= Beginning of Section =

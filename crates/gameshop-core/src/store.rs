//! # Storage Capabilities
//!
//! One trait per table. The policy core only ever talks to storage through
//! these; gameshop-db implements them over SQLite and tests implement them
//! in memory.
//!
//! ```text
//! ┌─────────────────────┐        ┌──────────────────────────────────────┐
//! │   ShopService /     │        │  gameshop-db                          │
//! │   AccountService    │        │                                      │
//! │                     │ trait  │  CustomerRepository ─┐               │
//! │  Arc<dyn ...Store> ─┼───────►│  GameRepository      ├─► SqlitePool  │
//! │                     │        │  RentalRepository    │               │
//! └─────────────────────┘        │  SaleRepository      │               │
//!                                │  EmployeeRepository ─┘               │
//!                                └──────────────────────────────────────┘
//! ```
//!
//! Every method is a single statement; nothing here spans a transaction.

use std::sync::Arc;

use async_trait::async_trait;

use crate::error::CoreResult;
use crate::money::Money;
use crate::types::{Customer, Employee, Game, ListingType, Rental, RentalDetails, Sale};

/// Row count and summed price of a ledger table.
#[derive(Debug, Clone, Copy, Default, PartialEq, Eq)]
pub struct LedgerTotals {
    pub count: i64,
    pub amount: Money,
}

#[async_trait]
pub trait CustomerStore: Send + Sync {
    async fn get_by_id(&self, id: &str) -> CoreResult<Option<Customer>>;

    async fn find_by_contact(&self, contact_number: &str) -> CoreResult<Option<Customer>>;

    async fn insert(&self, customer: &Customer) -> CoreResult<()>;

    /// Overwrites the stored balance.
    async fn update_loyalty_points(&self, id: &str, points: i64) -> CoreResult<()>;

    /// All customers ordered by name.
    async fn list_all(&self) -> CoreResult<Vec<Customer>>;
}

#[async_trait]
pub trait GameStore: Send + Sync {
    async fn get_by_id(&self, id: &str) -> CoreResult<Option<Game>>;

    /// Available games of one listing type, ordered by title.
    async fn list_available(&self, listing: ListingType) -> CoreResult<Vec<Game>>;

    async fn insert(&self, game: &Game) -> CoreResult<()>;

    async fn set_availability(&self, id: &str, available: bool) -> CoreResult<()>;
}

#[async_trait]
pub trait RentalStore: Send + Sync {
    async fn insert(&self, rental: &Rental) -> CoreResult<()>;

    async fn get_by_id(&self, id: &str) -> CoreResult<Option<Rental>>;

    /// Unreturned rentals of one customer, oldest first.
    async fn list_active_for_customer(&self, customer_id: &str) -> CoreResult<Vec<RentalDetails>>;

    /// Every rental of one customer, newest first.
    async fn list_for_customer(&self, customer_id: &str) -> CoreResult<Vec<RentalDetails>>;

    /// Flags the rental returned. Returns `false` when no unreturned rental
    /// with that id existed.
    async fn mark_returned(&self, id: &str) -> CoreResult<bool>;

    async fn totals(&self) -> CoreResult<LedgerTotals>;
}

#[async_trait]
pub trait SaleStore: Send + Sync {
    async fn insert(&self, sale: &Sale) -> CoreResult<()>;

    async fn totals(&self) -> CoreResult<LedgerTotals>;
}

#[async_trait]
pub trait EmployeeStore: Send + Sync {
    async fn find_by_email(&self, email: &str) -> CoreResult<Option<Employee>>;

    async fn insert(&self, employee: &Employee) -> CoreResult<()>;
}

/// The full set of stores a front end needs, handed to the services.
#[derive(Clone)]
pub struct Stores {
    pub customers: Arc<dyn CustomerStore>,
    pub games: Arc<dyn GameStore>,
    pub rentals: Arc<dyn RentalStore>,
    pub sales: Arc<dyn SaleStore>,
    pub employees: Arc<dyn EmployeeStore>,
}

// =============================================================================
// In-Memory Stores (tests)
// =============================================================================

#[cfg(test)]
pub(crate) mod memory {
    //! Hash-map backed stores with switches for failure injection.

    use std::collections::HashMap;
    use std::sync::atomic::{AtomicBool, Ordering};
    use std::sync::{Arc, Mutex};

    use async_trait::async_trait;

    use super::*;
    use crate::error::CoreError;

    #[derive(Default)]
    pub struct MemoryStore {
        pub customers: Mutex<HashMap<String, Customer>>,
        pub games: Mutex<HashMap<String, Game>>,
        pub rentals: Mutex<Vec<Rental>>,
        pub sales: Mutex<Vec<Sale>>,
        pub employees: Mutex<Vec<Employee>>,
        pub fail_rental_insert: AtomicBool,
        pub fail_sale_insert: AtomicBool,
        pub fail_set_availability: AtomicBool,
        pub fail_points_update: AtomicBool,
    }

    fn injected(flag: &AtomicBool, what: &str) -> CoreResult<()> {
        if flag.load(Ordering::SeqCst) {
            return Err(CoreError::Storage(format!("injected failure: {what}")));
        }
        Ok(())
    }

    impl MemoryStore {
        pub fn new() -> Arc<Self> {
            Arc::new(MemoryStore::default())
        }

        pub fn stores(self: &Arc<Self>) -> Stores {
            Stores {
                customers: self.clone(),
                games: self.clone(),
                rentals: self.clone(),
                sales: self.clone(),
                employees: self.clone(),
            }
        }

        pub fn add_game(&self, game: Game) {
            self.games.lock().unwrap().insert(game.id.clone(), game);
        }

        pub fn add_customer(&self, customer: Customer) {
            self.customers
                .lock()
                .unwrap()
                .insert(customer.id.clone(), customer);
        }

        pub fn game(&self, id: &str) -> Game {
            self.games.lock().unwrap()[id].clone()
        }

        pub fn customer(&self, id: &str) -> Customer {
            self.customers.lock().unwrap()[id].clone()
        }

        pub fn fail(&self, flag: &AtomicBool) {
            flag.store(true, Ordering::SeqCst);
        }

        fn details(&self, rental: &Rental) -> RentalDetails {
            let game_title = self
                .games
                .lock()
                .unwrap()
                .get(&rental.game_id)
                .map(|g| g.title.clone())
                .unwrap_or_default();
            RentalDetails {
                rental: rental.clone(),
                game_title,
            }
        }
    }

    #[async_trait]
    impl CustomerStore for MemoryStore {
        async fn get_by_id(&self, id: &str) -> CoreResult<Option<Customer>> {
            Ok(self.customers.lock().unwrap().get(id).cloned())
        }

        async fn find_by_contact(&self, contact_number: &str) -> CoreResult<Option<Customer>> {
            Ok(self
                .customers
                .lock()
                .unwrap()
                .values()
                .find(|c| c.contact_number == contact_number)
                .cloned())
        }

        async fn insert(&self, customer: &Customer) -> CoreResult<()> {
            self.add_customer(customer.clone());
            Ok(())
        }

        async fn update_loyalty_points(&self, id: &str, points: i64) -> CoreResult<()> {
            injected(&self.fail_points_update, "update_loyalty_points")?;
            let mut customers = self.customers.lock().unwrap();
            let customer = customers
                .get_mut(id)
                .ok_or_else(|| CoreError::not_found("Customer", id))?;
            customer.loyalty_points = points;
            Ok(())
        }

        async fn list_all(&self) -> CoreResult<Vec<Customer>> {
            let mut all: Vec<_> = self.customers.lock().unwrap().values().cloned().collect();
            all.sort_by(|a, b| a.name.cmp(&b.name));
            Ok(all)
        }
    }

    #[async_trait]
    impl GameStore for MemoryStore {
        async fn get_by_id(&self, id: &str) -> CoreResult<Option<Game>> {
            Ok(self.games.lock().unwrap().get(id).cloned())
        }

        async fn list_available(&self, listing: ListingType) -> CoreResult<Vec<Game>> {
            let mut games: Vec<_> = self
                .games
                .lock()
                .unwrap()
                .values()
                .filter(|g| g.is_available && g.listing == listing)
                .cloned()
                .collect();
            games.sort_by(|a, b| a.title.cmp(&b.title));
            Ok(games)
        }

        async fn insert(&self, game: &Game) -> CoreResult<()> {
            self.add_game(game.clone());
            Ok(())
        }

        async fn set_availability(&self, id: &str, available: bool) -> CoreResult<()> {
            injected(&self.fail_set_availability, "set_availability")?;
            let mut games = self.games.lock().unwrap();
            let game = games
                .get_mut(id)
                .ok_or_else(|| CoreError::not_found("Game", id))?;
            game.is_available = available;
            Ok(())
        }
    }

    #[async_trait]
    impl RentalStore for MemoryStore {
        async fn insert(&self, rental: &Rental) -> CoreResult<()> {
            injected(&self.fail_rental_insert, "insert rental")?;
            self.rentals.lock().unwrap().push(rental.clone());
            Ok(())
        }

        async fn get_by_id(&self, id: &str) -> CoreResult<Option<Rental>> {
            Ok(self
                .rentals
                .lock()
                .unwrap()
                .iter()
                .find(|r| r.id == id)
                .cloned())
        }

        async fn list_active_for_customer(&self, customer_id: &str) -> CoreResult<Vec<RentalDetails>> {
            let rentals = self.rentals.lock().unwrap().clone();
            Ok(rentals
                .iter()
                .filter(|r| r.customer_id == customer_id && !r.is_returned)
                .map(|r| self.details(r))
                .collect())
        }

        async fn list_for_customer(&self, customer_id: &str) -> CoreResult<Vec<RentalDetails>> {
            let rentals = self.rentals.lock().unwrap().clone();
            Ok(rentals
                .iter()
                .rev()
                .filter(|r| r.customer_id == customer_id)
                .map(|r| self.details(r))
                .collect())
        }

        async fn mark_returned(&self, id: &str) -> CoreResult<bool> {
            let mut rentals = self.rentals.lock().unwrap();
            match rentals.iter_mut().find(|r| r.id == id && !r.is_returned) {
                Some(rental) => {
                    rental.is_returned = true;
                    Ok(true)
                }
                None => Ok(false),
            }
        }

        async fn totals(&self) -> CoreResult<LedgerTotals> {
            let rentals = self.rentals.lock().unwrap();
            Ok(LedgerTotals {
                count: rentals.len() as i64,
                amount: rentals.iter().map(|r| r.price()).sum(),
            })
        }
    }

    #[async_trait]
    impl SaleStore for MemoryStore {
        async fn insert(&self, sale: &Sale) -> CoreResult<()> {
            injected(&self.fail_sale_insert, "insert sale")?;
            self.sales.lock().unwrap().push(sale.clone());
            Ok(())
        }

        async fn totals(&self) -> CoreResult<LedgerTotals> {
            let sales = self.sales.lock().unwrap();
            Ok(LedgerTotals {
                count: sales.len() as i64,
                amount: sales.iter().map(|s| s.price()).sum(),
            })
        }
    }

    #[async_trait]
    impl EmployeeStore for MemoryStore {
        async fn find_by_email(&self, email: &str) -> CoreResult<Option<Employee>> {
            Ok(self
                .employees
                .lock()
                .unwrap()
                .iter()
                .find(|e| e.email.eq_ignore_ascii_case(email))
                .cloned())
        }

        async fn insert(&self, employee: &Employee) -> CoreResult<()> {
            self.employees.lock().unwrap().push(employee.clone());
            Ok(())
        }
    }
}
//! Core type definitions for Columns.
//!
//! This crate defines the identity primitives shared by every entity in the
//! configuration model and the field adapter:
//! - Opaque, stable uids (UUID v7 text)
//! - Slug derivation from human labels
//! - Uniqueness-probing numbered names ("Preset 3")
//!
//! Domain types (breakpoints, presets, columns) live in `columns-model`.

mod naming;
mod slug;
mod uid;

pub use naming::{numbered_name, probe_numbered_name};
pub use slug::{slugify, SLUG_SEPARATOR};
pub use uid::Uid;

/// Result type alias using the crate's error type.
pub type Result<T> = std::result::Result<T, Error>;

/// Errors that can occur in type operations.
#[derive(Debug, thiserror::Error)]
pub enum Error {
    #[error("invalid uid: {0:?}")]
    InvalidUid(String),
}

= End of Section =

### Exercise instructions
In the listing above, find the line containing "self.add_game(game.clone());" and the line containing "impl RentalStore for", then quote both, plus every line between them, exactly as written.

### Task output
            self.add_game(game.clone());
            Ok(())
        }

        async fn set_availability(&self, id: &str, available: bool) -> CoreResult<()> {
            injected(&self.fail_set_availability, "set_availability")?;
            let mut games = self.games.lock().unwrap();
            let game = games
                .get_mut(id)
                .ok_or_else(|| CoreError::not_found("Game", id))?;
            game.is_available = available;
            Ok(())
        }
    }

    #[async_trait]
    impl RentalStore for MemoryStore {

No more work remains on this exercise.